-- Records to use follows --
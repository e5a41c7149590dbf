//! Tracing subscriber setup.
//!
//! Installs a console layer on stderr and, when a log directory is
//! configured, a non-blocking daily-rolling file layer. `RUST_LOG` overrides
//! the configured level.

use std::path::PathBuf;

use thiserror::Error;
use tracing_appender::non_blocking::WorkerGuard;
use tracing_subscriber::fmt;
use tracing_subscriber::prelude::*;
use tracing_subscriber::EnvFilter;

/// File name prefix for rolled log files (`luopan.log.YYYY-MM-DD`).
pub const LOG_FILE_PREFIX: &str = "luopan.log";

/// Logging settings (`[logging]` config section).
#[derive(Debug, Clone, PartialEq, Eq)]
pub struct LoggingConfig {
    /// Filter directive, e.g. `info` or `luopan=debug,warn`.
    pub level: String,
    /// Directory for rolling log files; console only when `None`.
    pub directory: Option<PathBuf>,
}

impl Default for LoggingConfig {
    fn default() -> Self {
        Self {
            level: "info".to_string(),
            directory: None,
        }
    }
}

#[derive(Debug, Error)]
pub enum LoggingError {
    #[error("Invalid log filter '{directive}': {message}")]
    InvalidFilter { directive: String, message: String },

    #[error("Failed to create log directory: {0}")]
    Io(#[from] std::io::Error),

    #[error("A global tracing subscriber is already installed")]
    AlreadyInitialized,
}

/// Keeps the file writer flushing. Drop it only at shutdown.
#[must_use = "dropping the guard stops file logging"]
pub struct LoggingGuard {
    _file: Option<WorkerGuard>,
}

impl std::fmt::Debug for LoggingGuard {
    fn fmt(&self, f: &mut std::fmt::Formatter<'_>) -> std::fmt::Result {
        f.debug_struct("LoggingGuard")
            .field("file", &self._file.is_some())
            .finish()
    }
}

/// Filter from `RUST_LOG` if set and valid, else from `level`.
pub fn build_filter(level: &str) -> Result<EnvFilter, LoggingError> {
    if let Ok(filter) = EnvFilter::try_from_default_env() {
        return Ok(filter);
    }
    EnvFilter::try_new(level).map_err(|e| LoggingError::InvalidFilter {
        directive: level.to_string(),
        message: e.to_string(),
    })
}

/// Install the global subscriber.
pub fn init_logging(config: &LoggingConfig) -> Result<LoggingGuard, LoggingError> {
    let filter = build_filter(&config.level)?;

    let console = fmt::layer()
        .with_target(false)
        .with_writer(std::io::stderr);

    let (file_layer, file_guard) = match &config.directory {
        Some(directory) => {
            std::fs::create_dir_all(directory)?;
            let appender = tracing_appender::rolling::daily(directory, LOG_FILE_PREFIX);
            let (writer, guard) = tracing_appender::non_blocking(appender);
            let layer = fmt::layer()
                .with_ansi(false)
                .with_timer(fmt::time::LocalTime::rfc_3339())
                .with_writer(writer);
            (Some(layer), Some(guard))
        }
        None => (None, None),
    };

    tracing_subscriber::registry()
        .with(filter)
        .with(console)
        .with(file_layer)
        .try_init()
        .map_err(|_| LoggingError::AlreadyInitialized)?;

    tracing::debug!(
        level = %config.level,
        directory = ?config.directory,
        "Logging initialized"
    );

    Ok(LoggingGuard { _file: file_guard })
}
-- Records to use concluded --
Every line of the material must be returned exactly as it appears.

repository e5a41c7149590dbf
//! Tracing subscriber setup.
//!
//! Installs a console layer on stderr and, when a log directory is
//! configured, a non-blocking daily-rolling file layer. `RUST_LOG` overrides
//! the configured level.

use std::path::PathBuf;

use thiserror::Error;
use tracing_appender::non_blocking::WorkerGuard;
use tracing_subscriber::fmt;
use tracing_subscriber::prelude::*;
use tracing_subscriber::EnvFilter;

/// File name prefix for rolled log files (`luopan.log.YYYY-MM-DD`).
pub const LOG_FILE_PREFIX: &str = "luopan.log";

/// Logging settings (`[logging]` config section).
#[derive(Debug, Clone, PartialEq, Eq)]
pub struct LoggingConfig {
    /// Filter directive, e.g. `info` or `luopan=debug,warn`.
    pub level: String,
    /// Directory for rolling log files; console only when `None`.
    pub directory: Option<PathBuf>,
}

impl Default for LoggingConfig {
    fn default() -> Self {
        Self {
            level: "info".to_string(),
            directory: None,
        }
    }
}

#[derive(Debug, Error)]
pub enum LoggingError {
    #[error("Invalid log filter '{directive}': {message}")]
    InvalidFilter { directive: String, message: String },

    #[error("Failed to create log directory: {0}")]
    Io(#[from] std::io::Error),

    #[error("A global tracing subscriber is already installed")]
    AlreadyInitialized,
}

/// Keeps the file writer flushing. Drop it only at shutdown.
#[must_use = "dropping the guard stops file logging"]
pub struct LoggingGuard {
    _file: Option<WorkerGuard>,
}

impl std::fmt::Debug for LoggingGuard {
    fn fmt(&self, f: &mut std::fmt::Formatter<'_>) -> std::fmt::Result {
        f.debug_struct("LoggingGuard")
            .field("file", &self._file.is_some())
            .finish()
    }
}

/// Filter from `RUST_LOG` if set and valid, else from `level`.
pub fn build_filter(level: &str) -> Result<EnvFilter, LoggingError> {
    if let Ok(filter) = EnvFilter::try_from_default_env() {
        return Ok(filter);
    }
    EnvFilter::try_new(level).map_err(|e| LoggingError::InvalidFilter {
        directive: level.to_string(),
        message: e.to_string(),
    })
}

/// Install the global subscriber.
pub fn init_logging(config: &LoggingConfig) -> Result<LoggingGuard, LoggingError> {
    let filter = build_filter(&config.level)?;

    let console = fmt::layer()
        .with_target(false)
        .with_writer(std::io::stderr);

    let (file_layer, file_guard) = match &config.directory {
        Some(directory) => {
            std::fs::create_dir_all(directory)?;
            let appender = tracing_appender::rolling::daily(directory, LOG_FILE_PREFIX);
            let (writer, guard) = tracing_appender::non_blocking(appender);
            let layer = fmt::layer()
                .with_ansi(false)
                .with_timer(fmt::time::LocalTime::rfc_3339())
                .with_writer(writer);
            (Some(layer), Some(guard))
        }
        None => (None, None),
    };

    tracing_subscriber::registry()
        .with(filter)
        .with(console)
        .with(file_layer)
        .try_init()
        .map_err(|_| LoggingError::AlreadyInitialized)?;

    tracing::debug!(
        level = %config.level,
        directory = ?config.directory,
        "Logging initialized"
    );

    Ok(LoggingGuard { _file: file_guard })
}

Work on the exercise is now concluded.